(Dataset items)
■ ■ ■ ■ ■ ■ ■

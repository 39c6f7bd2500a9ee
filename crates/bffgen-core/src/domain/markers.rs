//! Generator-owned regions inside user-editable files.
//!
//! A managed file contains exactly one region delimited by two sentinel
//! lines:
//!
//! ```text
//! // bffgen:begin
//! ...generated code...
//! // bffgen:end
//! ```
//!
//! A line is a sentinel when, after trimming surrounding whitespace, it is
//! exactly the sentinel text. Everything strictly between the two lines
//! belongs to the generator. Everything else, the sentinel lines included,
//! belongs to the user and is copied through byte-for-byte.
//!
//! Scanning is strict. Anything other than one begin line followed by one
//! end line is a [`DomainError::MarkerCorruption`]; the splicer never
//! guesses where a region might have been.

use std::fmt;

use crate::domain::error::DomainError;

pub const BEGIN_TAG: &str = "bffgen:begin";
pub const END_TAG: &str = "bffgen:end";

/// Line-comment syntax used to write the sentinels.
#[derive(Debug, Clone, Copy, PartialEq, Eq, Hash)]
pub enum CommentStyle {
    /// `//` (Go, JavaScript, TypeScript)
    Slash,
    /// `#` (YAML, shell, Dockerfile)
    Hash,
}

impl CommentStyle {
    pub const fn prefix(&self) -> &'static str {
        match self {
            Self::Slash => "//",
            Self::Hash => "#",
        }
    }
}

/// The two sentinel lines for one comment style.
#[derive(Debug, Clone, PartialEq, Eq)]
pub struct Markers {
    begin: String,
    end: String,
}

impl Markers {
    pub fn new(style: CommentStyle) -> Self {
        Self {
            begin: format!("{} {BEGIN_TAG}", style.prefix()),
            end: format!("{} {END_TAG}", style.prefix()),
        }
    }

    pub fn begin(&self) -> &str {
        &self.begin
    }

    pub fn end(&self) -> &str {
        &self.end
    }
}

impl Default for Markers {
    fn default() -> Self {
        Self::new(CommentStyle::Slash)
    }
}

/// User-owned text placed around the region when a file is first created.
#[derive(Debug, Clone, Default, PartialEq, Eq)]
pub struct Scaffold {
    pub header: String,
    pub footer: String,
}

impl Scaffold {
    pub fn new(header: impl Into<String>, footer: impl Into<String>) -> Self {
        Self {
            header: header.into(),
            footer: footer.into(),
        }
    }
}

/// Sentinel lines found in a file (1-based line numbers).
#[derive(Debug, Clone, Default, PartialEq, Eq)]
pub struct MarkerScan {
    pub begin_lines: Vec<usize>,
    pub end_lines: Vec<usize>,
}

impl MarkerScan {
    pub fn has_markers(&self) -> bool {
        !self.begin_lines.is_empty() || !self.end_lines.is_empty()
    }
}

impl fmt::Display for MarkerScan {
    fn fmt(&self, f: &mut fmt::Formatter<'_>) -> fmt::Result {
        write!(
            f,
            "begin at {:?}, end at {:?}",
            self.begin_lines, self.end_lines
        )
    }
}

/// Byte range of the generator-owned body inside a file.
#[derive(Debug, Clone, Copy, PartialEq, Eq)]
pub struct Region {
    /// First byte after the begin line's newline.
    pub body_start: usize,
    /// First byte of the end line.
    pub body_end: usize,
}

/// Locates and replaces the generator-owned region of a file.
#[derive(Debug, Clone, Default)]
pub struct MarkerSplicer {
    markers: Markers,
}

impl MarkerSplicer {
    pub fn new(style: CommentStyle) -> Self {
        Self {
            markers: Markers::new(style),
        }
    }

    pub fn markers(&self) -> &Markers {
        &self.markers
    }

    /// Report every sentinel line without judging the layout.
    pub fn inspect(&self, content: &str) -> MarkerScan {
        let mut scan = MarkerScan::default();
        for (idx, (_, line)) in lines_with_offsets(content).enumerate() {
            let trimmed = line.trim();
            if trimmed == self.markers.begin {
                scan.begin_lines.push(idx + 1);
            } else if trimmed == self.markers.end {
                scan.end_lines.push(idx + 1);
            }
        }
        scan
    }

    /// Find the region, failing on any layout other than one begin line
    /// followed by one end line.
    pub fn locate(&self, content: &str) -> Result<Region, DomainError> {
        let mut begin: Vec<(usize, usize)> = Vec::new(); // (line, offset after line)
        let mut end: Vec<(usize, usize)> = Vec::new(); // (line, offset of line)

        for (idx, (offset, line)) in lines_with_offsets(content).enumerate() {
            let trimmed = line.trim();
            if trimmed == self.markers.begin {
                begin.push((idx + 1, offset + line.len()));
            } else if trimmed == self.markers.end {
                end.push((idx + 1, offset));
            }
        }

        let corruption = |reason: String| DomainError::MarkerCorruption { path: None, reason };

        match (begin.as_slice(), end.as_slice()) {
            ([], []) => Err(corruption(format!(
                "no '{}' / '{}' lines found; the file is not managed by bffgen",
                self.markers.begin, self.markers.end
            ))),
            ([], [(line, _), ..]) => Err(corruption(format!(
                "'{}' on line {line} has no matching '{}'",
                self.markers.end, self.markers.begin
            ))),
            ([(line, _)], []) => Err(corruption(format!(
                "'{}' on line {line} has no matching '{}'",
                self.markers.begin, self.markers.end
            ))),
            ([(b_line, body_start)], [(e_line, body_end)]) => {
                if e_line < b_line {
                    Err(corruption(format!(
                        "'{}' on line {e_line} comes before '{}' on line {b_line}",
                        self.markers.end, self.markers.begin
                    )))
                } else {
                    Ok(Region {
                        body_start: *body_start,
                        body_end: *body_end,
                    })
                }
            }
            _ if begin.len() > 1 => Err(corruption(format!(
                "'{}' appears {} times (lines {})",
                self.markers.begin,
                begin.len(),
                join_lines(&begin)
            ))),
            _ => Err(corruption(format!(
                "'{}' appears {} times (lines {})",
                self.markers.end,
                end.len(),
                join_lines(&end)
            ))),
        }
    }

    /// Produce the new file content.
    ///
    /// With no existing file the result is `header + begin + generated +
    /// end + footer`. With an existing file only the region body changes;
    /// a file without a valid region is an error and is never overwritten.
    pub fn splice(
        &self,
        existing: Option<&str>,
        generated: &str,
        scaffold: &Scaffold,
    ) -> Result<String, DomainError> {
        let body = normalize_body(generated);

        let Some(existing) = existing else {
            let mut out = String::with_capacity(
                scaffold.header.len() + body.len() + scaffold.footer.len() + 64,
            );
            push_block(&mut out, &scaffold.header);
            out.push_str(&self.markers.begin);
            out.push('\n');
            out.push_str(&body);
            out.push_str(&self.markers.end);
            out.push('\n');
            out.push_str(&scaffold.footer);
            return Ok(out);
        };

        let region = self.locate(existing)?;
        let mut out = String::with_capacity(existing.len() + body.len());
        out.push_str(&existing[..region.body_start]);
        out.push_str(&body);
        out.push_str(&existing[region.body_end..]);
        Ok(out)
    }
}

/// `(byte offset, line including its '\n')` for each line.
fn lines_with_offsets(content: &str) -> impl Iterator<Item = (usize, &str)> {
    content.split_inclusive('\n').scan(0usize, |offset, line| {
        let start = *offset;
        *offset += line.len();
        Some((start, line))
    })
}

fn normalize_body(generated: &str) -> std::borrow::Cow<'_, str> {
    if generated.is_empty() || generated.ends_with('\n') {
        generated.into()
    } else {
        format!("{generated}\n").into()
    }
}

fn push_block(out: &mut String, block: &str) {
    out.push_str(block);
    if !block.is_empty() && !block.ends_with('\n') {
        out.push('\n');
    }
}

fn join_lines(found: &[(usize, usize)]) -> String {
    found
        .iter()
        .map(|(line, _)| line.to_string())
        .collect::<Vec<_>>()
        .join(", ")
}
//! JSON file ledger store.

use std::path::{Path, PathBuf};
use std::sync::Arc;

use tracing::{debug, instrument};

use bffgen_core::{
    application::{
        ApplicationError,
        ports::{Filesystem, StateStore},
    },
    domain::GenerationState,
    error::{BffgenError, BffgenResult},
};

/// Directory under the project root holding bffgen's bookkeeping.
pub const DEFAULT_STATE_DIR: &str = ".bffgen";
/// Ledger file name inside [`DEFAULT_STATE_DIR`].
pub const STATE_FILE: &str = "state.json";

/// Stores the ledger as pretty-printed JSON at `<root>/.bffgen/state.json`.
///
/// Writes go through [`Filesystem::write_atomic`], so an interrupted persist
/// leaves the previous ledger in place.
pub struct JsonStateStore {
    filesystem: Arc<dyn Filesystem>,
    path: PathBuf,
}

impl JsonStateStore {
    /// Ledger under the default location for `project_root`.
    pub fn new(filesystem: Arc<dyn Filesystem>, project_root: impl AsRef<Path>) -> Self {
        let path = project_root
            .as_ref()
            .join(DEFAULT_STATE_DIR)
            .join(STATE_FILE);
        Self::at(filesystem, path)
    }

    /// Ledger at an explicit file path.
    pub fn at(filesystem: Arc<dyn Filesystem>, path: impl Into<PathBuf>) -> Self {
        Self {
            filesystem,
            path: path.into(),
        }
    }

    /// Remove the ledger file if present.
    pub fn delete(&self) -> BffgenResult<bool> {
        if !self.filesystem.exists(&self.path) {
            return Ok(false);
        }
        self.filesystem.remove_file(&self.path)?;
        Ok(true)
    }

    fn load_error(&self, reason: impl ToString) -> BffgenError {
        ApplicationError::StateLoad {
            path: self.path.clone(),
            reason: reason.to_string(),
        }
        .into()
    }
}

impl StateStore for JsonStateStore {
    #[instrument(skip_all, fields(path = %self.path.display()))]
    fn load(&self) -> BffgenResult<GenerationState> {
        let text = match self.filesystem.read_to_string(&self.path) {
            Ok(Some(text)) => text,
            Ok(None) => {
                debug!("No ledger yet, starting empty");
                return Ok(GenerationState::new());
            }
            Err(e) => return Err(self.load_error(e)),
        };

        if text.trim().is_empty() {
            return Ok(GenerationState::new());
        }

        let state: GenerationState =
            serde_json::from_str(&text).map_err(|e| self.load_error(e))?;
        debug!(
            routes = state.route_count(),
            files = state.files().count(),
            "Ledger loaded"
        );
        Ok(state)
    }

    #[instrument(skip_all, fields(path = %self.path.display()))]
    fn persist(&self, state: &GenerationState) -> BffgenResult<()> {
        let persist_error = |reason: String| -> BffgenError {
            ApplicationError::StatePersist {
                path: self.path.clone(),
                reason,
            }
            .into()
        };

        let mut text =
            serde_json::to_string_pretty(state).map_err(|e| persist_error(e.to_string()))?;
        text.push('\n');
        self.filesystem
            .write_atomic(&self.path, &text)
            .map_err(|e| persist_error(e.to_string()))?;
        debug!(routes = state.route_count(), "Ledger persisted");
        Ok(())
    }

    fn location(&self) -> PathBuf {
        self.path.clone()
    }
}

■ ■ ■ ■ ■ ■ ■

* What is expected
Every line above that includes the string "through" needs to be copied.

* Output for this task
//! belongs to the user and is copied through byte-for-byte.
/// Writes go through [`Filesystem::write_atomic`], so an interrupted persist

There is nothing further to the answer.